Today is a special day. An angel is turning five years old. She is Audra's and Michael's Princess Sylvie.
I continue to be amazed by how supportive Audra and Michael have been since my diagnosis. Their courage and kindness have been a blessing to our family. Their daughter, Sylvie, was cured of cancer in the pediatric ward of this same hospital.
Audra has been giving me both practical advice and emotional support that can come only from someone who has gone through what they have. During the early, scariest days of this, Audra knew exactly how to pull me through.

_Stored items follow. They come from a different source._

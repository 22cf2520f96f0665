use std::sync::Arc;
use std::sync::atomic::{AtomicUsize, Ordering};
use std::time::Duration;

use moodtune::management::*;
use moodtune::types::TokenGrant;

const HOUR_MS: i64 = 3_600_000;

struct CountingRefresher {
    calls: AtomicUsize,
    fail: bool,
    rotate_refresh: bool,
}

impl CountingRefresher {
    fn ok() -> Self {
        Self {
            calls: AtomicUsize::new(0),
            fail: false,
            rotate_refresh: false,
        }
    }

    fn failing() -> Self {
        Self {
            fail: true,
            ..Self::ok()
        }
    }

    fn calls(&self) -> usize {
        self.calls.load(Ordering::SeqCst)
    }
}

impl TokenRefresher for CountingRefresher {
    async fn refresh(&self, refresh_token: &str) -> Result<TokenGrant, TokenError> {
        let n = self.calls.fetch_add(1, Ordering::SeqCst) + 1;
        // Keep the request open long enough for concurrent callers to queue.
        tokio::time::sleep(Duration::from_millis(20)).await;

        if self.fail {
            return Err(TokenError::Rejected(400, "invalid_grant".to_string()));
        }
        Ok(TokenGrant {
            access_token: format!("fresh-{n}-{refresh_token}"),
            refresh_token: self.rotate_refresh.then(|| format!("rotated-{n}")),
            expires_in: 3600,
        })
    }
}

type TestManager = TokenManager<MemoryTokenStore, CountingRefresher>;

fn manager(state: TokenState, refresher: CountingRefresher) -> TestManager {
    TokenManager::new(state.clone(), MemoryTokenStore::new(state), refresher)
}

fn valid_state() -> TokenState {
    TokenState {
        access_token: Some("A".to_string()),
        refresh_token: Some("R".to_string()),
        expires_at_ms: Some(now_ms() + HOUR_MS),
    }
}

fn expired_state() -> TokenState {
    TokenState {
        access_token: Some("A".to_string()),
        refresh_token: Some("R".to_string()),
        expires_at_ms: Some(now_ms() - 1_000),
    }
}

#[test]
fn test_token_state_expiry_boundary() {
    let state = TokenState {
        access_token: Some("A".to_string()),
        refresh_token: None,
        expires_at_ms: Some(1_000),
    };

    assert!(!state.is_expired(1_000));
    assert!(state.is_expired(1_001));
    assert_eq!(state.usable_token(999), Some("A"));
    assert_eq!(state.usable_token(1_001), None);

    let no_expiry = TokenState {
        expires_at_ms: None,
        ..state
    };
    assert!(no_expiry.is_expired(0));
}

#[test]
fn test_token_state_from_grant_keeps_previous_refresh() {
    let grant = TokenGrant {
        access_token: "A2".to_string(),
        refresh_token: None,
        expires_in: 60,
    };

    let state = TokenState::from_grant(grant, 10_000, Some("R".to_string()));

    assert_eq!(state.access_token.as_deref(), Some("A2"));
    assert_eq!(state.refresh_token.as_deref(), Some("R"));
    assert_eq!(state.expires_at_ms, Some(70_000));
}

#[tokio::test]
async fn test_valid_token_needs_no_refresh() {
    let m = manager(valid_state(), CountingRefresher::ok());

    assert_eq!(m.get_valid_token().await.as_deref(), Some("A"));
    assert_eq!(m.refresher_calls(), 0);
    assert_eq!(m.store().save_count(), 0);
}

#[tokio::test]
async fn test_expired_token_is_refreshed_once() {
    let m = manager(expired_state(), CountingRefresher::ok());

    let token = m.get_valid_token().await;

    assert_eq!(token.as_deref(), Some("fresh-1-R"));
    assert_eq!(m.refresher_calls(), 1);

    let state = m.snapshot().await;
    assert_eq!(state.access_token.as_deref(), Some("fresh-1-R"));
    assert_eq!(state.refresh_token.as_deref(), Some("R"));
    assert!(state.expires_at_ms.unwrap() > now_ms());
    assert_eq!(m.store().saved(), state);

    // The refreshed token is served without another request.
    assert_eq!(m.get_valid_token().await.as_deref(), Some("fresh-1-R"));
    assert_eq!(m.refresher_calls(), 1);
}

#[tokio::test]
async fn test_concurrent_callers_share_one_refresh() {
    let m = Arc::new(manager(expired_state(), CountingRefresher::ok()));

    let (a, b, c) = tokio::join!(m.get_valid_token(), m.get_valid_token(), m.get_valid_token());

    assert_eq!(m.refresher_calls(), 1);
    assert_eq!(a.as_deref(), Some("fresh-1-R"));
    assert_eq!(a, b);
    assert_eq!(b, c);
}

#[tokio::test]
async fn test_concurrent_callers_on_separate_tasks() {
    let m = Arc::new(manager(expired_state(), CountingRefresher::ok()));

    let handles: Vec<_> = (0..8)
        .map(|_| {
            let m = Arc::clone(&m);
            tokio::spawn(async move { m.get_valid_token().await })
        })
        .collect();

    for handle in handles {
        assert_eq!(handle.await.unwrap().as_deref(), Some("fresh-1-R"));
    }
    assert_eq!(m.refresher_calls(), 1);
}

#[tokio::test]
async fn test_failed_refresh_unlinks() {
    let m = manager(expired_state(), CountingRefresher::failing());

    assert_eq!(m.get_valid_token().await, None);

    assert_eq!(m.refresher_calls(), 1);
    assert_eq!(m.snapshot().await, TokenState::default());
    assert_eq!(m.store().saved(), TokenState::default());
    assert!(!m.is_linked().await);

    // Nothing left to refresh with.
    assert_eq!(m.get_valid_token().await, None);
    assert_eq!(m.refresher_calls(), 1);
}

#[tokio::test]
async fn test_expired_without_refresh_token_unlinks() {
    let state = TokenState {
        refresh_token: None,
        ..expired_state()
    };
    let m = manager(state, CountingRefresher::ok());

    assert_eq!(m.get_valid_token().await, None);
    assert_eq!(m.refresher_calls(), 0);
    assert_eq!(m.store().saved(), TokenState::default());
}

#[tokio::test]
async fn test_unlinked_manager_does_nothing() {
    let m = manager(TokenState::default(), CountingRefresher::ok());

    assert_eq!(m.get_valid_token().await, None);
    assert_eq!(m.refresher_calls(), 0);
    assert_eq!(m.store().save_count(), 0);
}

#[tokio::test]
async fn test_rotated_refresh_token_is_stored() {
    let refresher = CountingRefresher {
        rotate_refresh: true,
        ..CountingRefresher::ok()
    };
    let m = manager(expired_state(), refresher);

    m.get_valid_token().await;

    assert_eq!(
        m.snapshot().await.refresh_token.as_deref(),
        Some("rotated-1")
    );
}

#[tokio::test]
async fn test_force_refresh_reuses_replacement() {
    let m = manager(valid_state(), CountingRefresher::ok());

    // Someone else already replaced "stale".
    assert_eq!(m.force_refresh("stale").await.as_deref(), Some("A"));
    assert_eq!(m.refresher_calls(), 0);

    assert_eq!(m.force_refresh("A").await.as_deref(), Some("fresh-1-R"));
    assert_eq!(m.refresher_calls(), 1);
}

#[tokio::test]
async fn test_accept_fragment_consumes_it() {
    let m = manager(TokenState::default(), CountingRefresher::ok());
    let mut fragment = "#access_token=A&refresh_token=R&expires_in=3600".to_string();

    let before = now_ms();
    assert!(m.accept_fragment(&mut fragment).await.unwrap());

    assert!(fragment.is_empty());
    let state = m.snapshot().await;
    assert_eq!(state.access_token.as_deref(), Some("A"));
    assert_eq!(state.refresh_token.as_deref(), Some("R"));
    let expiry = state.expires_at_ms.unwrap();
    assert!(expiry >= before + HOUR_MS && expiry <= now_ms() + HOUR_MS);
    assert_eq!(m.store().saved(), state);

    // A second read finds nothing to replay.
    assert!(!m.accept_fragment(&mut fragment).await.unwrap());
    assert_eq!(m.store().save_count(), 1);
}

#[tokio::test]
async fn test_accept_fragment_without_token() {
    let m = manager(TokenState::default(), CountingRefresher::ok());
    let mut fragment = "#error=access_denied".to_string();

    assert!(!m.accept_fragment(&mut fragment).await.unwrap());
    assert!(fragment.is_empty());
    assert!(!m.is_linked().await);
}

#[tokio::test]
async fn test_logout_clears_everything() {
    let m = manager(valid_state(), CountingRefresher::ok());
    assert!(m.is_linked().await);

    m.logout().await.unwrap();

    assert!(!m.is_linked().await);
    assert_eq!(m.store().saved(), TokenState::default());
}

#[tokio::test]
async fn test_file_store_round_trip() {
    let dir = std::env::temp_dir().join(format!("moodtune-tokens-{}", rand::random::<u64>()));
    let path = dir.join("cache/token.json");
    let store = FileTokenStore::new(&path);

    assert_eq!(store.load().await.unwrap(), TokenState::default());

    let state = valid_state();
    store.save(&state).await.unwrap();

    assert_eq!(store.load().await.unwrap(), state);
    assert!(!dir.join("cache/token.json.tmp").exists());

    store.save(&TokenState::default()).await.unwrap();
    assert_eq!(store.load().await.unwrap(), TokenState::default());

    std::fs::remove_dir_all(&dir).unwrap();
}

#[tokio::test]
async fn test_manager_loads_from_file_store() {
    let dir = std::env::temp_dir().join(format!("moodtune-tokens-{}", rand::random::<u64>()));
    let path = dir.join("token.json");
    FileTokenStore::new(&path)
        .save(&valid_state())
        .await
        .unwrap();

    let m = TokenManager::load(FileTokenStore::new(&path), CountingRefresher::ok())
        .await
        .unwrap();

    assert_eq!(m.get_valid_token().await.as_deref(), Some("A"));

    std::fs::remove_dir_all(&dir).unwrap();
}

trait RefresherCalls {
    fn refresher_calls(&self) -> usize;
}

impl RefresherCalls for TestManager {
    fn refresher_calls(&self) -> usize {
        self.refresher().calls()
    }
}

As great as it's been, Audra's and Michael's support has not been their biggest gift to me. They've been sharing their sweet angel with me. Audra and Michael, she should be with you in person today, licking the frosting from her princess birthday cake. Life really can suck.
I am so sorry Sylvie isn't with you to open her gifts, but I can feel her presence in my room. During the tough times, she has reminded me that if she could do it, so can I. I think about her a lot. How could someone, three years old, so small and sweet, endure this experience? But she did. Even though she was taken from you later, she did BEAT cancer. For that, she has been giving me strength.
Fingerprints on Glass
Small smudges on my window,
A mark from a little nose.
Last night, an angel
Was watching the city lights sparkle.
She comes to my room
When I need her,
And even when I don't.
When I'm scared,
She whispers stories,
In a voice sweet and pure,
Of princesses in glass towers.
When I cry,
Her small hands
Gather my tears,
And turn them into rainbows.
When I smile
She is already smiling,
With a look as bright
As her glitter and stickers.
While I sleep
She visits her friends here,
And then home she soars,
Where she's loved as the precious daughter she is.